Texas’ House Joint Resolution 26, which would have allowed for a state-wide referendum on increasing the state minimum wage to $10.10, was defeated by Republicans in the Texas House on May 14, 2015.
As the fight for an increased minimum wage spreads from state to state, workers in Texas were just denied the ability to vote on an amendment to the Texas Constitution that would have increased bottom line wages to $10.10 an hour if passed. House Joint Resolution 26 was filed by House Member Trey Martinez (D) on November 10, 2014 with strong support from organized labor and workers rights advocates such as the Center for Public Policy Priorities and the Workers Defense Project.
According to the Center for American Progress’s Half in Ten Education Fund, Texas had an overall poverty rate of 18% and a 24.5% poverty rate for children, placing them 38th in the nation compared to other states in 2014, well below the national average. Those existing at or below the poverty line are families of four with a combined income of $23,834 or less annually, and are primarily comprised of minorities and women.
African Americans in Texas make up 24.9% of those in poverty, while Latinos and Asian Americans both compromise over 25%, respectively. Combined, minorities in the Lone Star State represent 89% of the poor. Texas is also near the bottom for working age women at 17.8%, again well below the national average coming in at a disappointing 33rd.
As far as hunger and food insecurity are concerned, Texas ranks at an appalling 49th. While free market purists and pro-business Republicans keep pushing the “Texas Miracle” talking point, there are an estimated 2.4 million workers who are wondering how they were denied a minimum wage increase.

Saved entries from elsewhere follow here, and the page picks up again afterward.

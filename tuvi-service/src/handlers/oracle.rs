use super::status_of;
use crate::models::{ReadingPeriod, UserInfo};
use crate::services::providers::generate_with_deadline;
use crate::services::{hexagram, metrics, prompts};
use crate::startup::AppState;
use axum::{
    extract::{Query, State},
    Json,
};
use serde::{Deserialize, Serialize};
use service_core::error::AppError;

const ORACLE_FAILURE: &str = "Đã xảy ra lỗi khi xin quẻ";

#[derive(Debug, Deserialize)]
pub struct OracleParams {
    #[serde(rename = "type")]
    pub period: Option<String>,
    /// JSON-encoded [`UserInfo`].
    #[serde(rename = "userInfo")]
    pub user_info: Option<String>,
}

#[derive(Debug, Serialize, Deserialize)]
pub struct OracleResponse {
    /// Trigram glyph.
    pub hexagram: String,
    pub title: String,
    /// Model output, passed through verbatim.
    pub description: String,
}

/// `GET /oracle?type={week|month|year}&userInfo={json}`
#[tracing::instrument(skip(state, params))]
pub async fn oracle(
    State(state): State<AppState>,
    Query(params): Query<OracleParams>,
) -> Result<Json<OracleResponse>, AppError> {
    let result = draw_reading(&state, params).await;
    metrics::record_request("oracle", status_of(&result));
    result.map(Json)
}

async fn draw_reading(state: &AppState, params: OracleParams) -> Result<OracleResponse, AppError> {
    let period = params
        .period
        .as_deref()
        .and_then(|p| p.parse::<ReadingPeriod>().ok())
        .ok_or_else(|| AppError::bad_request("Invalid oracle type"))?;

    let user: UserInfo = params
        .user_info
        .as_deref()
        .and_then(|raw| serde_json::from_str(raw).ok())
        .ok_or_else(|| AppError::bad_request("Invalid user info"))?;

    let hexagram = hexagram::select_random();
    tracing::info!(
        period = period.as_str(),
        hexagram = hexagram.name,
        "Drawing reading"
    );

    let prompt = prompts::compose_reading_prompt(&user, hexagram, period);
    let response = generate_with_deadline(
        state.text_provider.as_ref(),
        "oracle",
        &prompt,
        None,
        state.config.provider.timeout(),
        &state.shutdown,
    )
    .await
    .map_err(|e| AppError::upstream(ORACLE_FAILURE, e))?;

    Ok(OracleResponse {
        hexagram: hexagram.symbol.to_string(),
        title: hexagram.title(),
        description: response.text,
    })
}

Opponents of increasing minimum wages nationally argue that an increase doesn’t necessarily mean that people would be brought out of poverty, that business and the economy generally would be effected negatively, and that there would be a loss of jobs and/or number of hours worked, and any increase in wages would be directly related to an increase Consumer Price Index (i.e. headline inflation) and decrease in purchasing power, thus keeping people exactly where they started.

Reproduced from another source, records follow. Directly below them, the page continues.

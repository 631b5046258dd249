//! Domain models for the tử vi service.

pub mod calendar;
pub mod reading;

pub use calendar::{FallbackReason, LunarConversion, LunarDate, SolarDate};
pub use reading::{Hexagram, ReadingPeriod, UnknownPeriod, UserInfo};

This is not so. In fact, most doctorate-wielding economists not bought and paid for agree that increasing minimum wages would decrease poverty rates proportionally. According to a peer-reviewed paper titled “Minimum Wages and the Distribution of Family Incomes” published by UMass Amherst Economics Professor Arindrajit Dube, increasing the minimum wage from $7.25 to $10.10 would bring approximately 4.6 million Americans out of poverty and significantly increase the quality of life for those living right above that line.
That argument is supported, too, by a report issued by the Congressional Budget Office in 2014 that analyzed the effects of a national increase to $10.10. Here the CBO projected that real income for impoverished workers would rise collectively by approximately $17 billion by 2016, but this increase would be offset by a decrease in the same amount of real incomes by affluent families making $150,000 a year or more. Holding all things equal, there would be an estimated net increase in real wages across the board of $2 billion, which is a net positive effect for the economy.
As for the loss of jobs due to an increase in minimum wage, again, empirical evidence offers a counter-example to anti-worker Republicans who voted down HJR 26 in Texas. There’s an overwhelming body of literature addressing the effects of wages on employment levels. The Center for Economic Policy and Research breaks it down for us in a report released in 2009, pointing out that the vast majority of researched conducted since the 1990s “concludes that the minimum wage has little or no discernible effect on the employment prospects of low-wage workers.”
Republicans have failed miserably to attract the working poor, young, and minority voters, targets in an effort to rebuild a dwindling GOP base as the old guard dies off. Yet a measure that would benefit these attractive voting demographics failed 92-50 along party lines. A statewide poll in 2014 showed that at least 55% of registered voters support an increased wage in the state with the highest number of minimum wage workers nationally.
The “Texas Miracle” is really a Texas disaster for those struggling to survive. But don't tell the elite in Texas, they already know it and are fighting to sustain one of the most exploitative economies in the nation by cutting taxes for business even lower than they are now.
Texas AFL-CIO President Becky Moeller called the failed bill what it was; "..a cruel move with far-reaching consequences. “Today’s short-sighted vote by the Texas House on the minimum wage proposal will leave millions of Texas workers in poverty,” she warned. Maybe that’s exactly where Republicans want them.